[Collected data]

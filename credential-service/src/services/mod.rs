pub mod audit;
pub mod client_token_manager;
pub mod deliverability;
pub mod email;
pub mod error;
pub mod identity;
pub mod invitation_service;
pub mod ip_address_manager;
pub mod org_client;
pub mod organization_service;
pub mod public_key_manager;
pub mod store;
pub mod throttle;
pub mod token_broker;

pub use audit::CredentialAuditService;
pub use client_token_manager::ClientTokenManager;
pub use deliverability::{DeliverabilityChecker, MxDeliverabilityChecker, StaticDeliverability};
pub use email::{Mailer, MockMailer, SmtpMailer};
pub use error::{CredentialError, InvitationError};
pub use identity::{
    HttpUserInfoService, MockUserInfoService, UserInfoError, UserInfoService, VerifiedClaims,
};
pub use invitation_service::{
    AoInvitationAttributes, CdInvitationAttributes, InvitationService, RegistrationOutcome,
};
pub use ip_address_manager::IpAddressManager;
pub use org_client::{
    HttpOrganizationClient, MockOrganizationClient, OrgApiError, OrgApiFailure,
    OrganizationClient,
};
pub use organization_service::{OrganizationError, OrganizationService};
pub use public_key_manager::PublicKeyManager;
pub use store::{Database, InMemoryStore, PortalStore};
pub use throttle::{InMemoryThrottleStore, MailThrottle, RedisThrottleStore, ThrottleStore};
pub use token_broker::{BrokerError, TokenBroker};
use crate::error::AppError;
use config::{Config as Cfg, File};
use serde::Deserialize;

/// Settings shared by every portal service: the bind port today, with
/// room for common listener options later.
#[derive(Debug, Deserialize, Clone)]
pub struct Config {
    #[serde(default = "default_port")]
    pub port: u16,
}

fn default_port() -> u16 {
    8080
}

impl Config {
    /// Layered load: optional `configuration` file, then `PORTAL__`-
    /// prefixed environment variables on top.
    pub fn load() -> Result<Self, AppError> {
        dotenvy::dotenv().ok();

        let config = Cfg::builder()
            .add_source(File::with_name("configuration").required(false))
            .add_source(config::Environment::with_prefix("PORTAL").separator("__"))
            .build()?;

        Ok(config.try_deserialize()?)
    }
}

> What needs to be done:
Whenever the word "serde" appears in a line above, copy that line.

> Written response:
use serde::Deserialize;
    #[serde(default = "default_port")]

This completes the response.